One business in China is learning that a play on words can get it in trouble with the government.
A fast-food fried chicken chain called Call a Chick is currently under investigation in Shanghai because its name happens to be a suggestive Chinese slang phrase.
In early November, the mother of an eight-year-old boy reported the restaurant to local industry and commerce officials (link in Chinese) in China’s southern city Chengdu, where one of the franchises is located. The woman, whose last name is Chen, said her son asked her to explain the restaurant’s name, and though she told him it was just a fried chicken restaurant, he repeatedly used the phrase “call a chick” in the following days, forcing her to “deal with it.”
In Chinese, the term chick, or ji in Mandarin, is often used to refer to female prostitutes, and the last two words in the Shanghai-based restaurant’s name, Jiao Le Ge Ji, informally refers to getting a prostitute.
The restaurant cheekily applied the play on words to its slogan: “A restaurant specializing in making chicken” can also be read as “A restaurant specializing in providing prostitution.” Its menu also included an item called “a chick without sex life.”
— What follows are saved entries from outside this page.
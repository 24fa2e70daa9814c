//! Rotates, shifts, SWAP and single-bit operations.
//!
//! One parameterised shifter covers RLCA/RRCA/RLA/RRA and the whole CB
//! rotate block: the accumulator short forms differ only in cycle cost and
//! in leaving the zero flag untouched.

use crate::bus::Bus;
use crate::cpu::{Cpu, Flags, Operand};
use crate::error::Error;

#[derive(Clone, Copy, Debug, PartialEq, Eq)]
pub(crate) enum Direction {
    Left,
    Right,
}

/// What happens to the vacated bit.
#[derive(Clone, Copy, Debug, PartialEq, Eq)]
pub(crate) enum ShiftKind {
    /// RLC/RRC: the shifted-out bit wraps around.
    Rotate,
    /// RL/RR: the old carry flag fills the gap.
    ThroughCarry,
    /// SLA/SRL: the gap fills with zero.
    Shift,
    /// SRA: the sign bit is repeated.
    SignExtend,
}

#[derive(Clone, Copy, Debug, PartialEq, Eq)]
pub(crate) enum ShiftContext {
    /// One-byte accumulator form; zero flag untouched.
    Accumulator,
    /// CB-prefixed form; zero flag reflects the result.
    General,
}

impl Cpu {
    pub(super) fn shift8(
        &mut self,
        bus: &mut Bus,
        operand: Operand,
        dir: Direction,
        kind: ShiftKind,
        ctx: ShiftContext,
    ) -> Result<(), Error> {
        self.operand_surcharge(operand);
        let old = self.get8(bus, operand)?;
        let (mut result, shifted_out) = match dir {
            Direction::Left => (old << 1, old >> 7),
            Direction::Right => (old >> 1, old & 1),
        };
        match kind {
            ShiftKind::Rotate => match dir {
                Direction::Left => result |= shifted_out,
                Direction::Right => result |= shifted_out << 7,
            },
            ShiftKind::ThroughCarry => {
                if self.flags.carry {
                    result |= match dir {
                        Direction::Left => 0x01,
                        Direction::Right => 0x80,
                    };
                }
            }
            ShiftKind::Shift => {}
            ShiftKind::SignExtend => result |= old & 0x80,
        }
        self.set8(bus, operand, result)?;
        self.flags = Flags {
            zero: match ctx {
                ShiftContext::Accumulator => self.flags.zero,
                ShiftContext::General => result == 0,
            },
            subtract: false,
            half_carry: false,
            carry: shifted_out != 0,
        };
        match ctx {
            ShiftContext::Accumulator => self.cycles.add(1, 4),
            ShiftContext::General => self.cycles.add(2, 8),
        }
        Ok(())
    }

    pub(super) fn swap8(&mut self, bus: &mut Bus, operand: Operand) -> Result<(), Error> {
        self.operand_surcharge(operand);
        let old = self.get8(bus, operand)?;
        let result = old.rotate_left(4);
        self.set8(bus, operand, result)?;
        self.flags = Flags {
            zero: result == 0,
            subtract: false,
            half_carry: false,
            carry: false,
        };
        self.cycles.add(2, 8);
        Ok(())
    }

    /// BIT n: zero flag mirrors the complement of the tested bit, carry is
    /// preserved.
    pub(super) fn bit_test(&mut self, bus: &mut Bus, operand: Operand, bit: u8) -> Result<(), Error> {
        self.operand_surcharge(operand);
        let value = self.get8(bus, operand)?;
        self.flags = Flags {
            zero: value & (1 << bit) == 0,
            subtract: false,
            half_carry: true,
            carry: self.flags.carry,
        };
        self.cycles.add(2, 8);
        Ok(())
    }

    /// SET/RES n: pure read-modify-write, flags untouched.
    pub(super) fn bit_assign(
        &mut self,
        bus: &mut Bus,
        operand: Operand,
        bit: u8,
        set: bool,
    ) -> Result<(), Error> {
        let old = self.get8(bus, operand)?;
        let result = if set {
            old | 1 << bit
        } else {
            old & !(1 << bit)
        };
        self.operand_surcharge(operand);
        self.set8(bus, operand, result)?;
        self.cycles.add(2, 8);
        Ok(())
    }
}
The complaint got the attention of Shanghai Industry and Commerce Department. An official said (link in Chinese) that the restaurant’s advertisement, slogan, and menu were suspected of breaking China’s advertising law (link in Chinese), which specifies that advertisements “hindering societal public order or violating good social conduct” and “containing pornographic, sexual, superstitious, terrorist or violent contents” are forbidden.
“We specialize in making fried chicken and use virgin chicken as materials,” said the restaurant on a Nov. 18 statement (link in Chinese). “Our target customers are 18 to 28 so we set our slogans and advertisements catering to the group.” The chain said it would change its slogan, menu, and ads, but did not admit any involvement in prostitution.